Une lumière n’est pas faite pour être mise sous un tonneau mais sur un chandelier pour qu’elle éclaire tous ceux qui sont dans le navire. Et cette petite barque, il ne faut jamais l’oublier, c’est la barque de l’Eglise avec ses saints et martyrs, ses confesseurs de la foi et ses vierges. Elle s’appelle Le Lépante ou La Jeanne d’Arc...

 

Avec le Christ, avec l’Eglise notre mère, nous passons au milieu des épreuves et des douleurs les plus profondes.

 

Pour le commandant et son épouse, la perte de deux enfants, la disparition de tant de compagnons et frères d’armes... toutes ces souffrances ne peuvent s’illuminer que par la Passion et Résurrection du Christ.

 

« Le péché contre l’espérance est le plus mortel de tous », dit Bernanos.

 

Le commandant a transmis le flambeau, nous gardons l’espérance !

 

Le poème de Jean de Brem à Jean Marie Bastien-Thiry ne se termine-t-il pas par ces mots de victoire :

 

Merci pour tout, mon colonel :
D’avoir vécu en Français
Et d’être mort en officier.
Car le moment est venu
Où après un tel exemple
Tu vas nous obliger à vaincre.

"Ce vieux coeur de soldat n’a point connu la haine"

 

Notre vie a des hauts et des bas. Le Seigneur nous connaît bien. Si nous avons péché, il faut demander pardon au Christ de miséricorde.

 

Sainte Faustine a vu deux rayons sortir du Sacré Coeur, l’un, d’argent, représente le baptême et la purification, l’autre, couleur de sang, représente l’Eucharistie.

 

Il faut se laisser toucher par ces deux rayons.

 

Il faut se laisser transpercer par la Grâce.

 

Que ceux qui se disent agnostiques se fassent enfants. Ils seront touchés par la Grâce.

 

Sans contrition et sans pardon, il n’y a pas de purification.

 

Nous sommes tous un peu comme les compagnons d’Emmaüs. Nous ne voyons pas que le Christ marche avec nous.

 

Saint Jean Baptiste, l’éclaireur de pointe, le disait : « Il y a quelqu’un parmi vous que vous ne connaissez pas. »

 

Le soleil se couche, la mer est sûrement très belle.

 

« Celui qui vit en moi, même s’il meurt vivra. Et quiconque croit en moi aura la vie éternelle. »

 

Le dernier combat, le Crabe-Tambour le mena contre la maladie. Tous, nous avons admiré son courage.

 

Lorsque je l’ai vu, il ressemblait à un prisonnier des camps vietminhs. C’était le soir. Commandant, vos yeux se sont ouverts, vous m’avez reconnu. Vous avez reconnu Celui qui m’a envoyé. Celui qui veille dans la barque et qui apaise la tempête.

 

Vous avez reçu l’absolution et les sacrements extrêmes.

 

Les onctions d’huile.

 

Sur les yeux car nous péchons par le regard.
Sur les oreilles car nous écoutons de mauvaises choses.
Sur la bouche car nous avons de mauvaises paroles.
Sur les mains car nous péchons avec les mains.
Sur les pieds car nous marchons sur de mauvais chemins.
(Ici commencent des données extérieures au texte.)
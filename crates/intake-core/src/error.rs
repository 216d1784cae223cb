use thiserror::Error;

/// Core error type shared across Intake crates.
#[derive(Debug, Error)]
pub enum Error {
    /// The field schema violates internal invariants.
    #[error("invalid schema: {0}")]
    InvalidSchema(String),
    /// A record type name or source key could not be resolved.
    #[error("unknown record type: {0}")]
    UnknownRecordType(String),
}

/// Convenience alias for results returned by Intake crates.
pub type Result<T> = std::result::Result<T, Error>;
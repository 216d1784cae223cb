use std::collections::BTreeMap;

use chrono::NaiveDate;
use rust_decimal::Decimal;
use serde::{Deserialize, Serialize};

use crate::record::RecordType;
use crate::types::{FieldType, Severity};

/// Ordered field schema for one record type.
#[derive(Debug, Clone, Serialize, Deserialize)]
pub struct FieldSchema {
    pub record_type: RecordType,
    /// Declared fields, in validation order.
    pub fields: Vec<FieldSpec>,
    /// Source column name (lowercase) to canonical field name.
    #[serde(default, skip_serializing_if = "BTreeMap::is_empty")]
    pub aliases: BTreeMap<String, String>,
}

impl FieldSchema {
    pub fn new(record_type: RecordType, fields: Vec<FieldSpec>) -> Self {
        Self {
            record_type,
            fields,
            aliases: BTreeMap::new(),
        }
    }

    pub fn with_alias(mut self, source: &str, field: &str) -> Self {
        self.aliases
            .insert(source.to_lowercase(), field.to_lowercase());
        self
    }

    pub fn field(&self, name: &str) -> Option<&FieldSpec> {
        let name = name.to_lowercase();
        self.fields.iter().find(|field| field.name == name)
    }

    pub fn has_field(&self, name: &str) -> bool {
        self.field(name).is_some()
    }

    pub fn field_names(&self) -> impl Iterator<Item = &str> {
        self.fields.iter().map(|field| field.name.as_str())
    }

    /// Map a source column name onto its canonical field name.
    pub fn canonical_name(&self, source: &str) -> String {
        let lowered = source.trim().to_lowercase();
        self.aliases.get(&lowered).cloned().unwrap_or(lowered)
    }

    pub fn table_name(&self) -> String {
        self.record_type.table_name()
    }
}

/// A declared field with its semantic type and constraints.
#[derive(Debug, Clone, Serialize, Deserialize)]
pub struct FieldSpec {
    pub name: String,
    pub field_type: FieldType,
    pub required: bool,
    #[serde(default, skip_serializing_if = "Vec::is_empty")]
    pub constraints: Vec<FieldConstraint>,
}

impl FieldSpec {
    pub fn required(name: &str, field_type: FieldType) -> Self {
        Self {
            name: name.to_lowercase(),
            field_type,
            required: true,
            constraints: Vec::new(),
        }
    }

    pub fn optional(name: &str, field_type: FieldType) -> Self {
        Self {
            required: false,
            ..Self::required(name, field_type)
        }
    }

    pub fn with(mut self, constraint: FieldConstraint) -> Self {
        self.constraints.push(constraint);
        self
    }
}

/// A constraint plus the severity its failure is reported with.
#[derive(Debug, Clone, Serialize, Deserialize)]
pub struct FieldConstraint {
    #[serde(flatten)]
    pub kind: ConstraintKind,
    #[serde(default = "default_severity")]
    pub severity: Severity,
    /// Overrides the generated message when present.
    #[serde(default, skip_serializing_if = "Option::is_none")]
    pub message: Option<String>,
}

fn default_severity() -> Severity {
    Severity::Critical
}

impl FieldConstraint {
    pub fn critical(kind: ConstraintKind) -> Self {
        Self {
            kind,
            severity: Severity::Critical,
            message: None,
        }
    }

    /// Soft constraint: reported, but the row stays valid.
    pub fn warning(kind: ConstraintKind) -> Self {
        Self {
            kind,
            severity: Severity::Warning,
            message: None,
        }
    }

    pub fn with_message(mut self, message: &str) -> Self {
        self.message = Some(message.to_string());
        self
    }
}

/// Constraint kinds supported by the schema validator.
#[derive(Debug, Clone, PartialEq, Serialize, Deserialize)]
#[serde(tag = "kind", rename_all = "snake_case")]
pub enum ConstraintKind {
    MaxLength {
        max: usize,
    },
    MinLength {
        min: usize,
    },
    Min {
        value: Decimal,
        #[serde(default)]
        exclusive: bool,
    },
    Max {
        value: Decimal,
        #[serde(default)]
        exclusive: bool,
    },
    OneOf {
        values: Vec<String>,
    },
    Pattern {
        regex: String,
    },
    /// Date must not be later than the processing date.
    NotInFuture,
    NotBefore {
        date: NaiveDate,
    },
}

impl ConstraintKind {
    pub fn name(&self) -> &'static str {
        match self {
            ConstraintKind::MaxLength { .. } => "max_length",
            ConstraintKind::MinLength { .. } => "min_length",
            ConstraintKind::Min { .. } => "min",
            ConstraintKind::Max { .. } => "max",
            ConstraintKind::OneOf { .. } => "one_of",
            ConstraintKind::Pattern { .. } => "pattern",
            ConstraintKind::NotInFuture => "not_in_future",
            ConstraintKind::NotBefore { .. } => "not_before",
        }
    }

    /// Whether the constraint can apply to a field of the given type.
    pub fn applies_to(&self, field_type: FieldType) -> bool {
        match self {
            ConstraintKind::MaxLength { .. }
            | ConstraintKind::MinLength { .. }
            | ConstraintKind::OneOf { .. }
            | ConstraintKind::Pattern { .. } => field_type == FieldType::Text,
            ConstraintKind::Min { .. } | ConstraintKind::Max { .. } => field_type.is_numeric(),
            ConstraintKind::NotInFuture | ConstraintKind::NotBefore { .. } => {
                field_type.is_temporal()
            }
        }
    }
}
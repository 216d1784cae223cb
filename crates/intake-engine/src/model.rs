use std::collections::BTreeMap;

use intake_core::{FieldError, RecordType, Severity, Value};
use intake_rules::{RuleWarning, Violation};
use serde::{Deserialize, Serialize};

/// Typed values of a row that passed validation, keyed by field name.
pub type WarehouseRow = BTreeMap<String, Value>;

/// Final state of a file.
#[derive(Debug, Clone, Copy, PartialEq, Eq, Serialize, Deserialize)]
#[serde(rename_all = "snake_case")]
pub enum FileStatus {
    Completed,
    Failed,
    Cancelled,
}

impl FileStatus {
    pub fn as_str(&self) -> &'static str {
        match self {
            FileStatus::Completed => "completed",
            FileStatus::Failed => "failed",
            FileStatus::Cancelled => "cancelled",
        }
    }
}

/// Result of validating one row.
#[derive(Debug, Clone, PartialEq, Eq, Serialize, Deserialize)]
pub struct RowOutcome {
    pub row_index: u64,
    pub is_valid: bool,
    pub field_errors: Vec<FieldError>,
    pub violations: Vec<Violation>,
}

impl RowOutcome {
    pub fn new(row_index: u64, field_errors: Vec<FieldError>, violations: Vec<Violation>) -> Self {
        let is_valid = !field_errors
            .iter()
            .any(|error| error.severity.invalidates_row())
            && !violations
                .iter()
                .any(|violation| violation.severity.invalidates_row());
        Self {
            row_index,
            is_valid,
            field_errors,
            violations,
        }
    }

    fn severities(&self) -> impl Iterator<Item = Severity> + '_ {
        self.field_errors
            .iter()
            .map(|error| error.severity)
            .chain(self.violations.iter().map(|violation| violation.severity))
    }
}

/// Field errors and violations counted by severity.
#[derive(Debug, Clone, Copy, Default, PartialEq, Eq, Serialize, Deserialize)]
pub struct SeverityCounts {
    pub critical: u64,
    pub warning: u64,
    pub info: u64,
}

impl SeverityCounts {
    pub fn record(&mut self, severity: Severity) {
        match severity {
            Severity::Critical => self.critical += 1,
            Severity::Warning => self.warning += 1,
            Severity::Info => self.info += 1,
        }
    }

    pub fn add(&mut self, other: &SeverityCounts) {
        self.critical += other.critical;
        self.warning += other.warning;
        self.info += other.info;
    }
}

/// Counters for one batch of rows.
#[derive(Debug, Clone, PartialEq, Eq, Serialize, Deserialize)]
pub struct BatchSummary {
    pub batch_index: u64,
    pub first_row: u64,
    pub last_row: u64,
    pub total_rows: u64,
    pub valid_rows: u64,
    pub invalid_rows: u64,
    pub counts: SeverityCounts,
}

impl BatchSummary {
    pub fn from_outcomes(batch_index: u64, outcomes: &[RowOutcome]) -> Self {
        let mut counts = SeverityCounts::default();
        let mut valid_rows = 0;
        for outcome in outcomes {
            if outcome.is_valid {
                valid_rows += 1;
            }
            for severity in outcome.severities() {
                counts.record(severity);
            }
        }

        let total_rows = outcomes.len() as u64;
        Self {
            batch_index,
            first_row: outcomes.iter().map(|o| o.row_index).min().unwrap_or(0),
            last_row: outcomes.iter().map(|o| o.row_index).max().unwrap_or(0),
            total_rows,
            valid_rows,
            invalid_rows: total_rows - valid_rows,
            counts,
        }
    }
}

/// File-level validation outcome.
#[derive(Debug, Clone, PartialEq, Eq, Serialize, Deserialize)]
pub struct ValidationResponse {
    pub response_version: String,
    pub source: String,
    /// `None` when the source names no known record type.
    pub record_type: Option<RecordType>,
    pub status: FileStatus,
    pub total_rows: u64,
    pub valid_rows: u64,
    pub invalid_rows: u64,
    pub critical_errors: u64,
    pub warnings: u64,
    pub info_messages: u64,
    pub field_errors: Vec<FieldError>,
    pub business_violations: Vec<Violation>,
    #[serde(skip_serializing_if = "Vec::is_empty", default)]
    pub rule_warnings: Vec<RuleWarning>,
    pub batches: Vec<BatchSummary>,
    #[serde(skip_serializing_if = "Option::is_none", default)]
    pub file_error: Option<String>,
    pub rule_set_fingerprint: String,
}

impl ValidationResponse {
    pub fn is_success(&self) -> bool {
        self.status == FileStatus::Completed
    }
}
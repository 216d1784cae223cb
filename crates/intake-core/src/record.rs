use std::fmt;
use std::str::FromStr;

use schemars::JsonSchema;
use serde::{Deserialize, Serialize};

use crate::builtin;
use crate::error::Error;
use crate::schema::FieldSchema;

/// Category of incoming data. Each variant owns a field schema, a rule-set key
/// and a warehouse target table.
#[derive(
    Debug, Clone, Copy, PartialEq, Eq, PartialOrd, Ord, Hash, Serialize, Deserialize, JsonSchema,
)]
#[serde(rename_all = "SCREAMING_SNAKE_CASE")]
pub enum RecordType {
    Sales,
    Inventory,
    Expense,
}

impl RecordType {
    pub const ALL: [RecordType; 3] = [RecordType::Sales, RecordType::Inventory, RecordType::Expense];

    /// Key under which the rule repository stores this type's rules.
    pub fn rule_set_key(&self) -> &'static str {
        match self {
            RecordType::Sales => "SALES",
            RecordType::Inventory => "INVENTORY",
            RecordType::Expense => "EXPENSE",
        }
    }

    pub fn display_name(&self) -> &'static str {
        match self {
            RecordType::Sales => "sales",
            RecordType::Inventory => "inventory",
            RecordType::Expense => "expense",
        }
    }

    /// Warehouse table receiving rows that passed validation.
    pub fn table_name(&self) -> String {
        format!("{}_reports", self.display_name())
    }

    /// Object-store prefix files of this type arrive under.
    pub fn source_prefix(&self) -> &'static str {
        match self {
            RecordType::Sales => "Reports/Sales/",
            RecordType::Inventory => "Reports/Inventory/",
            RecordType::Expense => "Reports/Expense/",
        }
    }

    /// Resolve the record type from an object key such as `Reports/Sales/2024-05-01.csv`.
    pub fn from_source_key(key: &str) -> Result<Self, Error> {
        Self::ALL
            .into_iter()
            .find(|record_type| key.contains(record_type.source_prefix()))
            .ok_or_else(|| Error::UnknownRecordType(key.to_string()))
    }

    /// Built-in field schema for this record type.
    pub fn schema(&self) -> FieldSchema {
        match self {
            RecordType::Sales => builtin::sales_schema(),
            RecordType::Inventory => builtin::inventory_schema(),
            RecordType::Expense => builtin::expense_schema(),
        }
    }
}

impl fmt::Display for RecordType {
    fn fmt(&self, f: &mut fmt::Formatter<'_>) -> fmt::Result {
        f.write_str(self.rule_set_key())
    }
}

impl FromStr for RecordType {
    type Err = Error;

    fn from_str(value: &str) -> Result<Self, Self::Err> {
        match value.trim().to_ascii_uppercase().as_str() {
            "SALES" => Ok(RecordType::Sales),
            "INVENTORY" => Ok(RecordType::Inventory),
            "EXPENSE" => Ok(RecordType::Expense),
            _ => Err(Error::UnknownRecordType(value.to_string())),
        }
    }
}

#[cfg(test)]
mod tests {
    use super::*;

    #[test]
    fn resolves_record_type_from_source_key() {
        let record_type = RecordType::from_source_key("uploads/Reports/Inventory/day1.csv")
            .expect("inventory key");
        assert_eq!(record_type, RecordType::Inventory);
        assert!(RecordType::from_source_key("Reports/Payroll/x.csv").is_err());
    }

    #[test]
    fn parses_record_type_case_insensitively() {
        assert_eq!("sales".parse::<RecordType>().ok(), Some(RecordType::Sales));
        assert_eq!(RecordType::Expense.table_name(), "expense_reports");
    }
}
Chaque onction est un pardon demandé.

 

Vous avez reçu la communion.

 

Et la bénédiction apostolique au nom du pape Jean Paul II.

 

J’ai senti votre coeur brûlant.

 

Alors vous m’avez salué de façon réglementaire et j’ai répondu à votre salut au nom de tous vos amis...

Seigneur vous l’avez endormi
Dans une paix certaine
Entre les bras de l’espérance et de l’amour
Ce vieux coeur de soldat n’a point connu la haine.

Pour la France et pour vous il a combattu avec beaucoup d’amour.

Que Notre Dame d’Afrique,
Que Notre Dame d’Indochine,
Que Notre Dame de la Mer,
Vous accueille, Commandant, avec Sainte Anne.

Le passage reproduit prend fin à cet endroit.